Exercise aim -
Print, exactly as they appear in the listing below, the lines from the line with "filename profile-api/src/domain/ports/outbound/storage.rs" to the line with "bytes: &[u8]) -> Result<(), StorageError>;", with both end lines kept.

Task material -
- Opening Delimiter -

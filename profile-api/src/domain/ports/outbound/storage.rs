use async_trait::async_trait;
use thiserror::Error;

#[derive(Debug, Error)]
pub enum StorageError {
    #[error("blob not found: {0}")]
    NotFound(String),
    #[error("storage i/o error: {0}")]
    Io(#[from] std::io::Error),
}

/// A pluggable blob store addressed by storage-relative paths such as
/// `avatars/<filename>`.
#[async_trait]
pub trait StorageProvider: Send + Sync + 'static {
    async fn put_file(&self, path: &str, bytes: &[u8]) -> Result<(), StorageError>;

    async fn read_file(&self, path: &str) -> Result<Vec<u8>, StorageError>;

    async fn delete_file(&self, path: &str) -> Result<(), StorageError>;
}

- Closing Delimiter -
- Opening Delimiter -

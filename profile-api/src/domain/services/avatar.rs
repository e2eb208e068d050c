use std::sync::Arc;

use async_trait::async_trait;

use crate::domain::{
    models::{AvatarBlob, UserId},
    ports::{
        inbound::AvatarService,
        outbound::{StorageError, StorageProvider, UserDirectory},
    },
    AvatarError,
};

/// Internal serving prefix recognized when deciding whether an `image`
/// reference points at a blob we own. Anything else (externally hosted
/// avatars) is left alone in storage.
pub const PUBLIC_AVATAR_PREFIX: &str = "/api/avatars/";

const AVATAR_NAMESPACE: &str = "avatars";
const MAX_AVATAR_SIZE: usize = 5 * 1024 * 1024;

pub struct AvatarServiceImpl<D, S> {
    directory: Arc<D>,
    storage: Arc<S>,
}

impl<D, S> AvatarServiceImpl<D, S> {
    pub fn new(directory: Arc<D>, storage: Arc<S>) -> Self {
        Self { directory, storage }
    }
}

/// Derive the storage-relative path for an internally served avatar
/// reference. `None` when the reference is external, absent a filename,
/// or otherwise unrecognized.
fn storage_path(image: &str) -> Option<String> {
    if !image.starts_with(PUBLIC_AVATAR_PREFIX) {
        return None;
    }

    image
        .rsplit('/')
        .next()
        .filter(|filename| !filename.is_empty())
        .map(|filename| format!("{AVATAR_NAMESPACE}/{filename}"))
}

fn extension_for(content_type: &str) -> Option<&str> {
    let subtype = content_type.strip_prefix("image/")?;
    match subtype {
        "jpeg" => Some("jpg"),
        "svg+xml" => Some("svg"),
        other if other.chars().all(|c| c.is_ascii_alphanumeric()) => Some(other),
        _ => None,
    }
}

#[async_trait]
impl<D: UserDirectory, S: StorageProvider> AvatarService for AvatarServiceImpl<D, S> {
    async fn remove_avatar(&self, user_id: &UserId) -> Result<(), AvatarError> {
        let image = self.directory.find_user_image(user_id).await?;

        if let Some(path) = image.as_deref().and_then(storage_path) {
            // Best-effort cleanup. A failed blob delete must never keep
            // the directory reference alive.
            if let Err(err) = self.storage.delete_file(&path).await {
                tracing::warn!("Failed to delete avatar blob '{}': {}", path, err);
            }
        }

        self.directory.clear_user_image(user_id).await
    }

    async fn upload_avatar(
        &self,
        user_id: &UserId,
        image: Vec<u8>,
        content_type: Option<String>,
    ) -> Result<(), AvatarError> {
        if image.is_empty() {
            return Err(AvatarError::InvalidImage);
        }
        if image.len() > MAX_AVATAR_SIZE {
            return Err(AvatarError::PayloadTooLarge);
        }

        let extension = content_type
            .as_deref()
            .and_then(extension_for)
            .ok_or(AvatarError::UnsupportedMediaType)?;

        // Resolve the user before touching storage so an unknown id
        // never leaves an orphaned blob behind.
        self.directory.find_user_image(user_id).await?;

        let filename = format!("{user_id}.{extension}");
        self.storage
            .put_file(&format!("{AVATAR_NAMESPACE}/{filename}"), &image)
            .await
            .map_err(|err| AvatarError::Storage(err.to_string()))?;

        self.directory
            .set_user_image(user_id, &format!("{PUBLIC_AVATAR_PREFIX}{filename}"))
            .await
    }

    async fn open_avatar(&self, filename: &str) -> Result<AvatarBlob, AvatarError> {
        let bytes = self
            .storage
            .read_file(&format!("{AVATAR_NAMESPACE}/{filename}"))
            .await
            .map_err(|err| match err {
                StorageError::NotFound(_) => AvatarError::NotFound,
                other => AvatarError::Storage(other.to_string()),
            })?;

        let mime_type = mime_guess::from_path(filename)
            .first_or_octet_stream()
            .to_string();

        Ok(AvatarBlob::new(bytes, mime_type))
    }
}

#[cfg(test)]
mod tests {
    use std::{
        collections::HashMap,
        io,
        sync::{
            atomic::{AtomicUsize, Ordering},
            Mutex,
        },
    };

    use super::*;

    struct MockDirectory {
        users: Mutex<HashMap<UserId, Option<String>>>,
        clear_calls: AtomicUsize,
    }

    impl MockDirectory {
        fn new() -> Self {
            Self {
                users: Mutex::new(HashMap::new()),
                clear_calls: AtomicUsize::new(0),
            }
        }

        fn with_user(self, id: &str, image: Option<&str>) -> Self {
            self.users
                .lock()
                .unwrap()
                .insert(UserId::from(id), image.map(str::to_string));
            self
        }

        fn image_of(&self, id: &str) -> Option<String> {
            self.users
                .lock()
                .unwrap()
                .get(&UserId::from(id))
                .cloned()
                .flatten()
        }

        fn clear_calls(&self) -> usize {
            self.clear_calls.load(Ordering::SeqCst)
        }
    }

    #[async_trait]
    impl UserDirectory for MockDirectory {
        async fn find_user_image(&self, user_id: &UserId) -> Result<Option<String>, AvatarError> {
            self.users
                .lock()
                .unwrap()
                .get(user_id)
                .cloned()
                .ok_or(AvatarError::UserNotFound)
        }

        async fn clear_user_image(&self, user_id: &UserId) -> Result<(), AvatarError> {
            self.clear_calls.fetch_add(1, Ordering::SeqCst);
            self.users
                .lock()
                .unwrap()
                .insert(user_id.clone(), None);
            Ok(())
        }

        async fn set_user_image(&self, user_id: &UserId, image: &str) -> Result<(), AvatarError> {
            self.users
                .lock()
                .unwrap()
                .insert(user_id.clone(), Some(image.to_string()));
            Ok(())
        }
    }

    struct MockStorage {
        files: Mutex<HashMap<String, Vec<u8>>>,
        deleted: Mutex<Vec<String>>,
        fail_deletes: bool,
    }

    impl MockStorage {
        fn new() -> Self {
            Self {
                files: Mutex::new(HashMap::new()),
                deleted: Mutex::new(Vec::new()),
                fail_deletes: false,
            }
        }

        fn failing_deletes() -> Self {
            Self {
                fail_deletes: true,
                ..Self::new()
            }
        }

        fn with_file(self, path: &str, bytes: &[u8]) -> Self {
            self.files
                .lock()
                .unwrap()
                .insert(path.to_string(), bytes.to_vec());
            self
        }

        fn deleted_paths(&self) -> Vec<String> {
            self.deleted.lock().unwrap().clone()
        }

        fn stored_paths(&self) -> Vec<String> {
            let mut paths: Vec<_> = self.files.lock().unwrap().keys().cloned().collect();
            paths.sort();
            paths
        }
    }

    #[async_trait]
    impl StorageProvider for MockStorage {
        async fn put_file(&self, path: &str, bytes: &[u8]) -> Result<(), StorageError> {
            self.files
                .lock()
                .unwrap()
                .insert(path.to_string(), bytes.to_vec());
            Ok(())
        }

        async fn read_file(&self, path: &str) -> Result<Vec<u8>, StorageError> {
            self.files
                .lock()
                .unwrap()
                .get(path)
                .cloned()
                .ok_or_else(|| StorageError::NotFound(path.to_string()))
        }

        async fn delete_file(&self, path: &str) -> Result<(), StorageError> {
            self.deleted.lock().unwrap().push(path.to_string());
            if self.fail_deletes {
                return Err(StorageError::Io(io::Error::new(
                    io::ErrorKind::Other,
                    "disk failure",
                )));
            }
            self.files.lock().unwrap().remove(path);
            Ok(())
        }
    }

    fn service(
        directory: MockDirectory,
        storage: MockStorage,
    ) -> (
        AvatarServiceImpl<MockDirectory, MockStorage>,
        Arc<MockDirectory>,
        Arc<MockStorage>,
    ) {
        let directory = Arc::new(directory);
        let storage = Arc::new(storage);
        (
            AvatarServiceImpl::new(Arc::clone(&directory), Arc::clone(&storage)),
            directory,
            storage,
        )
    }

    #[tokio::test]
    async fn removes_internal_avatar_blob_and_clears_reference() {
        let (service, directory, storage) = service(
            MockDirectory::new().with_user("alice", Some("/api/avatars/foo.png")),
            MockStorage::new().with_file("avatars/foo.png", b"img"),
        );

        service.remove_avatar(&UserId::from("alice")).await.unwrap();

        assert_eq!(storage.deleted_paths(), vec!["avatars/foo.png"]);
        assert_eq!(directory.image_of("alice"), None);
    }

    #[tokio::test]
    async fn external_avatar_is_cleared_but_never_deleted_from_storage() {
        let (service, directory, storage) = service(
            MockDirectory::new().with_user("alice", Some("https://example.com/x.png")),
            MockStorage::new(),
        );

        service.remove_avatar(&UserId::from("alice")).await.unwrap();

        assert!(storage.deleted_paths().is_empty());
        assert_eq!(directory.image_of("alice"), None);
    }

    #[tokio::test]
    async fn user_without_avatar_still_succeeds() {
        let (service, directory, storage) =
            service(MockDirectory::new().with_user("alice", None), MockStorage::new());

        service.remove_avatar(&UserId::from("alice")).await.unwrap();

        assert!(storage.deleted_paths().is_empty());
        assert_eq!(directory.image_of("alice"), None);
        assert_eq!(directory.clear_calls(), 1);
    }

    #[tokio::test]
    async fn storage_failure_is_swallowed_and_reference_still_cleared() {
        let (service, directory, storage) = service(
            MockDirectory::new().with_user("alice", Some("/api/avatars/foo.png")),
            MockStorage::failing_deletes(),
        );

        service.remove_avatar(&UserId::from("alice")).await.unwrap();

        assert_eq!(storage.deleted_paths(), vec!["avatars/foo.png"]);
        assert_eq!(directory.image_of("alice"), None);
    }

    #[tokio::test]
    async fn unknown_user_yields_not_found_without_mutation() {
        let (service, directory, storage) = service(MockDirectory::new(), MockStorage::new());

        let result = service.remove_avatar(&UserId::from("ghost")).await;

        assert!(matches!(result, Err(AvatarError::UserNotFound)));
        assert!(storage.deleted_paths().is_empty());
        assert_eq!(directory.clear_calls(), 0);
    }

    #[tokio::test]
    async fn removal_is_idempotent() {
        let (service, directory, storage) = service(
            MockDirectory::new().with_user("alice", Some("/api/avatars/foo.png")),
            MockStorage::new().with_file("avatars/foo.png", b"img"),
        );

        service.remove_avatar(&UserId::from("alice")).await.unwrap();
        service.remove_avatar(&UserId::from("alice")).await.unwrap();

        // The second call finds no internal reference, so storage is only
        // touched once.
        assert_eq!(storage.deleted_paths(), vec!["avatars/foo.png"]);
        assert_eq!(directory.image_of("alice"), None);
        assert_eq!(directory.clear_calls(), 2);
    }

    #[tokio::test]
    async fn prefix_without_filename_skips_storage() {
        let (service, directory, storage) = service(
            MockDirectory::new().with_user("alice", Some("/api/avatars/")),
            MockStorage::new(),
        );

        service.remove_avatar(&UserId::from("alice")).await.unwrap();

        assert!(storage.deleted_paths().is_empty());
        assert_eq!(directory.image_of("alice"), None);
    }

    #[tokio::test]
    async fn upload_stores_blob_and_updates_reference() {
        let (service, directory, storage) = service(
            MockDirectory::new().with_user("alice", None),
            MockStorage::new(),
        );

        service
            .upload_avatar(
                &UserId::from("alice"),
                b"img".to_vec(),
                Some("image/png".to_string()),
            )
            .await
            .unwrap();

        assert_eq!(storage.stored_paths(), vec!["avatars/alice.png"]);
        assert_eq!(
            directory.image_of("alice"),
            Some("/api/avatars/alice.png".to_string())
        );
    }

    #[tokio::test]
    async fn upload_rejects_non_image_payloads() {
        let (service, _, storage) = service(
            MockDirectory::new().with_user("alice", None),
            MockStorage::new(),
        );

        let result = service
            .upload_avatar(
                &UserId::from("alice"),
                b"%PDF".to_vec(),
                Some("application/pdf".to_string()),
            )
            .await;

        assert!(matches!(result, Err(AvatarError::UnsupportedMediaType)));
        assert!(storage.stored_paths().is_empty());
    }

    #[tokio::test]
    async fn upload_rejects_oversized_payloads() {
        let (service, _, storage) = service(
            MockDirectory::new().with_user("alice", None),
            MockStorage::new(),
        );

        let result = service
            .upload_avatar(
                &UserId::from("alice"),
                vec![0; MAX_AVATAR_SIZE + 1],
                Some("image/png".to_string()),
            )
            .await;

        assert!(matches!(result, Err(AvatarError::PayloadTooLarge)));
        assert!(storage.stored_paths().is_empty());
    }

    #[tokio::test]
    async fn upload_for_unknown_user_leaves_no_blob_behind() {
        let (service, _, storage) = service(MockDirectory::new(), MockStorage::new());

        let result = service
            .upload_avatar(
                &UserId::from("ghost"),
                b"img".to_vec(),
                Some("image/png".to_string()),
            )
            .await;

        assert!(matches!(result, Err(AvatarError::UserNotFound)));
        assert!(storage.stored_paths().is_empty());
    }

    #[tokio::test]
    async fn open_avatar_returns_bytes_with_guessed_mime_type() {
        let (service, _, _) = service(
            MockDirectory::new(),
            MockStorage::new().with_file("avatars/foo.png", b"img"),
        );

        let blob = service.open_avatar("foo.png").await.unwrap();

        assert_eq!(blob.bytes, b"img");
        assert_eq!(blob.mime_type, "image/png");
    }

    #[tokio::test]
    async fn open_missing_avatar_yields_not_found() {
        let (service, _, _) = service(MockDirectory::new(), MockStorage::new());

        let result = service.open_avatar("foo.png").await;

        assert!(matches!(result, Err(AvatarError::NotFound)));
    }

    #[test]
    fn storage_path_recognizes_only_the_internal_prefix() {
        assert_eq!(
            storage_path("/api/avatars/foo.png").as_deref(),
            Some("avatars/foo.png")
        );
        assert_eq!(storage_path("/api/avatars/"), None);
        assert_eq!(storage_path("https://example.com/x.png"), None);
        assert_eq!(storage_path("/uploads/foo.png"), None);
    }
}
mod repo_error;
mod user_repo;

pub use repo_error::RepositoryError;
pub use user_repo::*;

- Closing Delimiter -

Answer space -
filename profile-api/src/domain/ports/outbound/storage.rs
use async_trait::async_trait;
use thiserror::Error;

#[derive(Debug, Error)]
pub enum StorageError {
    #[error("blob not found: {0}")]
    NotFound(String),
    #[error("storage i/o error: {0}")]
    Io(#[from] std::io::Error),
}

/// A pluggable blob store addressed by storage-relative paths such as
/// `avatars/<filename>`.
#[async_trait]
pub trait StorageProvider: Send + Sync + 'static {
    async fn put_file(&self, path: &str, bytes: &[u8]) -> Result<(), StorageError>;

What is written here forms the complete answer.